> **What is required**:
Every line of the data should be output word for word.
### Information ###
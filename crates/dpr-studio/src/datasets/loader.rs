use super::{NodeRole, ReferenceData, SensitivityCell, SupplyNode, TimeSeriesPoint};
use serde::{Deserialize, Deserializer};
use std::collections::HashSet;
use std::io::Read;
use std::path::Path;

#[derive(Debug, thiserror::Error)]
pub enum DatasetImportError {
    #[error("failed to read dataset: {0}")]
    Io(#[from] std::io::Error),
    #[error("invalid dataset CSV: {0}")]
    Csv(#[from] csv::Error),
    #[error("duplicate {kind} '{key}' in dataset")]
    DuplicateKey { kind: &'static str, key: String },
    #[error("unknown supply node role '{0}'")]
    UnknownRole(String),
}

/// CSV readers for the dataset slices that deployments commonly replace.
pub struct DatasetImporter;

impl DatasetImporter {
    /// Columns: `label,revenue,expense,capital`.
    pub fn cashflow_from_reader<R: Read>(
        reader: R,
    ) -> Result<Vec<TimeSeriesPoint>, DatasetImportError> {
        let mut labels = HashSet::new();
        let mut points = Vec::new();

        for row in csv_reader(reader).deserialize::<CashflowRow>() {
            let row = row?;
            if !labels.insert(row.label.clone()) {
                return Err(DatasetImportError::DuplicateKey {
                    kind: "timeline label",
                    key: row.label,
                });
            }
            points.push(TimeSeriesPoint {
                label: row.label,
                revenue: row.revenue,
                expense: row.expense,
                capital: row.capital,
            });
        }

        Ok(points)
    }

    /// Columns: `driver,variation,ebitda_delta`.
    pub fn sensitivity_from_reader<R: Read>(
        reader: R,
    ) -> Result<Vec<SensitivityCell>, DatasetImportError> {
        let mut cells = Vec::new();
        for row in csv_reader(reader).deserialize::<SensitivityRow>() {
            let row = row?;
            cells.push(SensitivityCell::new(row.driver, row.variation, row.ebitda_delta));
        }
        Ok(cells)
    }

    /// Columns: `district,latitude,longitude,role,throughput`.
    pub fn supply_nodes_from_reader<R: Read>(
        reader: R,
    ) -> Result<Vec<SupplyNode>, DatasetImportError> {
        let mut districts = HashSet::new();
        let mut nodes = Vec::new();

        for row in csv_reader(reader).deserialize::<SupplyNodeRow>() {
            let row = row?;
            let role = NodeRole::parse(&row.role).ok_or(DatasetImportError::UnknownRole(row.role))?;
            if !districts.insert(row.district.clone()) {
                return Err(DatasetImportError::DuplicateKey {
                    kind: "district",
                    key: row.district,
                });
            }
            nodes.push(SupplyNode {
                district: row.district,
                latitude: row.latitude,
                longitude: row.longitude,
                role,
                throughput: row.throughput,
            });
        }

        Ok(nodes)
    }

    pub fn cashflow_from_path<P: AsRef<Path>>(
        path: P,
    ) -> Result<Vec<TimeSeriesPoint>, DatasetImportError> {
        Self::cashflow_from_reader(std::fs::File::open(path)?)
    }

    pub fn sensitivity_from_path<P: AsRef<Path>>(
        path: P,
    ) -> Result<Vec<SensitivityCell>, DatasetImportError> {
        Self::sensitivity_from_reader(std::fs::File::open(path)?)
    }

    pub fn supply_nodes_from_path<P: AsRef<Path>>(
        path: P,
    ) -> Result<Vec<SupplyNode>, DatasetImportError> {
        Self::supply_nodes_from_reader(std::fs::File::open(path)?)
    }
}

/// Optional CSV replacements layered over the built-in datasets.
#[derive(Debug, Clone, Default, PartialEq, Eq)]
pub struct DatasetOverrides {
    pub cashflow_csv: Option<std::path::PathBuf>,
    pub sensitivity_csv: Option<std::path::PathBuf>,
    pub supply_nodes_csv: Option<std::path::PathBuf>,
}

impl DatasetOverrides {
    pub fn is_empty(&self) -> bool {
        self.cashflow_csv.is_none()
            && self.sensitivity_csv.is_none()
            && self.supply_nodes_csv.is_none()
    }

    pub fn apply(&self, mut data: ReferenceData) -> Result<ReferenceData, DatasetImportError> {
        if let Some(path) = &self.cashflow_csv {
            data.cashflow_timeline = DatasetImporter::cashflow_from_path(path)?;
        }
        if let Some(path) = &self.sensitivity_csv {
            data.sensitivity_matrix = DatasetImporter::sensitivity_from_path(path)?;
        }
        if let Some(path) = &self.supply_nodes_csv {
            data.supply_nodes = DatasetImporter::supply_nodes_from_path(path)?;
        }
        Ok(data)
    }
}

fn csv_reader<R: Read>(reader: R) -> csv::Reader<R> {
    csv::ReaderBuilder::new()
        .trim(csv::Trim::All)
        .from_reader(reader)
}

#[derive(Debug, Deserialize)]
struct CashflowRow {
    #[serde(deserialize_with = "trimmed_label")]
    label: String,
    revenue: f64,
    expense: f64,
    capital: f64,
}

#[derive(Debug, Deserialize)]
struct SensitivityRow {
    #[serde(deserialize_with = "trimmed_label")]
    driver: String,
    #[serde(deserialize_with = "trimmed_label")]
    variation: String,
    ebitda_delta: f64,
}

#[derive(Debug, Deserialize)]
struct SupplyNodeRow {
    #[serde(deserialize_with = "trimmed_label")]
    district: String,
    latitude: f64,
    longitude: f64,
    role: String,
    throughput: f64,
}

fn trimmed_label<'de, D>(deserializer: D) -> Result<String, D::Error>
where
    D: Deserializer<'de>,
{
    let raw = String::deserialize(deserializer)?;
    Ok(raw.trim_start_matches('\u{feff}').trim().to_string())
}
###
> **Answer for this exercise**:
filename crates/dpr-studio/src/datasets/loader.rs
use super::{NodeRole, ReferenceData, SensitivityCell, SupplyNode, TimeSeriesPoint};
use serde::{Deserialize, Deserializer};
use std::collections::HashSet;
use std::io::Read;
use std::path::Path;

#[derive(Debug, thiserror::Error)]
pub enum DatasetImportError {
    #[error("failed to read dataset: {0}")]
    Io(#[from] std::io::Error),
    #[error("invalid dataset CSV: {0}")]
    Csv(#[from] csv::Error),
    #[error("duplicate {kind} '{key}' in dataset")]
    DuplicateKey { kind: &'static str, key: String },
    #[error("unknown supply node role '{0}'")]
    UnknownRole(String),
}

/// CSV readers for the dataset slices that deployments commonly replace.
pub struct DatasetImporter;

impl DatasetImporter {
    /// Columns: `label,revenue,expense,capital`.
    pub fn cashflow_from_reader<R: Read>(
        reader: R,
    ) -> Result<Vec<TimeSeriesPoint>, DatasetImportError> {
        let mut labels = HashSet::new();
        let mut points = Vec::new();

        for row in csv_reader(reader).deserialize::<CashflowRow>() {
            let row = row?;
            if !labels.insert(row.label.clone()) {
                return Err(DatasetImportError::DuplicateKey {
                    kind: "timeline label",
                    key: row.label,
                });
            }
            points.push(TimeSeriesPoint {
                label: row.label,
                revenue: row.revenue,
                expense: row.expense,
                capital: row.capital,
            });
        }

        Ok(points)
    }

    /// Columns: `driver,variation,ebitda_delta`.
    pub fn sensitivity_from_reader<R: Read>(
        reader: R,
    ) -> Result<Vec<SensitivityCell>, DatasetImportError> {
        let mut cells = Vec::new();
        for row in csv_reader(reader).deserialize::<SensitivityRow>() {
            let row = row?;
            cells.push(SensitivityCell::new(row.driver, row.variation, row.ebitda_delta));
        }
        Ok(cells)
    }

    /// Columns: `district,latitude,longitude,role,throughput`.
    pub fn supply_nodes_from_reader<R: Read>(
        reader: R,
    ) -> Result<Vec<SupplyNode>, DatasetImportError> {
        let mut districts = HashSet::new();
        let mut nodes = Vec::new();

        for row in csv_reader(reader).deserialize::<SupplyNodeRow>() {
            let row = row?;
            let role = NodeRole::parse(&row.role).ok_or(DatasetImportError::UnknownRole(row.role))?;
            if !districts.insert(row.district.clone()) {
                return Err(DatasetImportError::DuplicateKey {
                    kind: "district",
                    key: row.district,
                });
            }
            nodes.push(SupplyNode {
                district: row.district,
                latitude: row.latitude,
                longitude: row.longitude,
                role,
                throughput: row.throughput,
            });
        }

        Ok(nodes)
    }

    pub fn cashflow_from_path<P: AsRef<Path>>(
        path: P,
    ) -> Result<Vec<TimeSeriesPoint>, DatasetImportError> {
        Self::cashflow_from_reader(std::fs::File::open(path)?)
    }

    pub fn sensitivity_from_path<P: AsRef<Path>>(
        path: P,
    ) -> Result<Vec<SensitivityCell>, DatasetImportError> {
        Self::sensitivity_from_reader(std::fs::File::open(path)?)
    }

    pub fn supply_nodes_from_path<P: AsRef<Path>>(
        path: P,
    ) -> Result<Vec<SupplyNode>, DatasetImportError> {
        Self::supply_nodes_from_reader(std::fs::File::open(path)?)
    }
}

/// Optional CSV replacements layered over the built-in datasets.
#[derive(Debug, Clone, Default, PartialEq, Eq)]
pub struct DatasetOverrides {
    pub cashflow_csv: Option<std::path::PathBuf>,
    pub sensitivity_csv: Option<std::path::PathBuf>,
    pub supply_nodes_csv: Option<std::path::PathBuf>,
}

impl DatasetOverrides {
    pub fn is_empty(&self) -> bool {
        self.cashflow_csv.is_none()
            && self.sensitivity_csv.is_none()
            && self.supply_nodes_csv.is_none()
    }

    pub fn apply(&self, mut data: ReferenceData) -> Result<ReferenceData, DatasetImportError> {
        if let Some(path) = &self.cashflow_csv {
            data.cashflow_timeline = DatasetImporter::cashflow_from_path(path)?;
        }
        if let Some(path) = &self.sensitivity_csv {
            data.sensitivity_matrix = DatasetImporter::sensitivity_from_path(path)?;
        }
        if let Some(path) = &self.supply_nodes_csv {
            data.supply_nodes = DatasetImporter::supply_nodes_from_path(path)?;
        }
        Ok(data)
    }
}

fn csv_reader<R: Read>(reader: R) -> csv::Reader<R> {
    csv::ReaderBuilder::new()
        .trim(csv::Trim::All)
        .from_reader(reader)
}

#[derive(Debug, Deserialize)]
struct CashflowRow {
    #[serde(deserialize_with = "trimmed_label")]
    label: String,
    revenue: f64,
    expense: f64,
    capital: f64,
}

#[derive(Debug, Deserialize)]
struct SensitivityRow {
    #[serde(deserialize_with = "trimmed_label")]
    driver: String,
    #[serde(deserialize_with = "trimmed_label")]
    variation: String,
    ebitda_delta: f64,
}

#[derive(Debug, Deserialize)]
struct SupplyNodeRow {
    #[serde(deserialize_with = "trimmed_label")]
    district: String,
    latitude: f64,
    longitude: f64,
    role: String,
    throughput: f64,
}

fn trimmed_label<'de, D>(deserializer: D) -> Result<String, D::Error>
where
    D: Deserializer<'de>,
{
    let raw = String::deserialize(deserializer)?;
    Ok(raw.trim_start_matches('\u{feff}').trim().to_string())
}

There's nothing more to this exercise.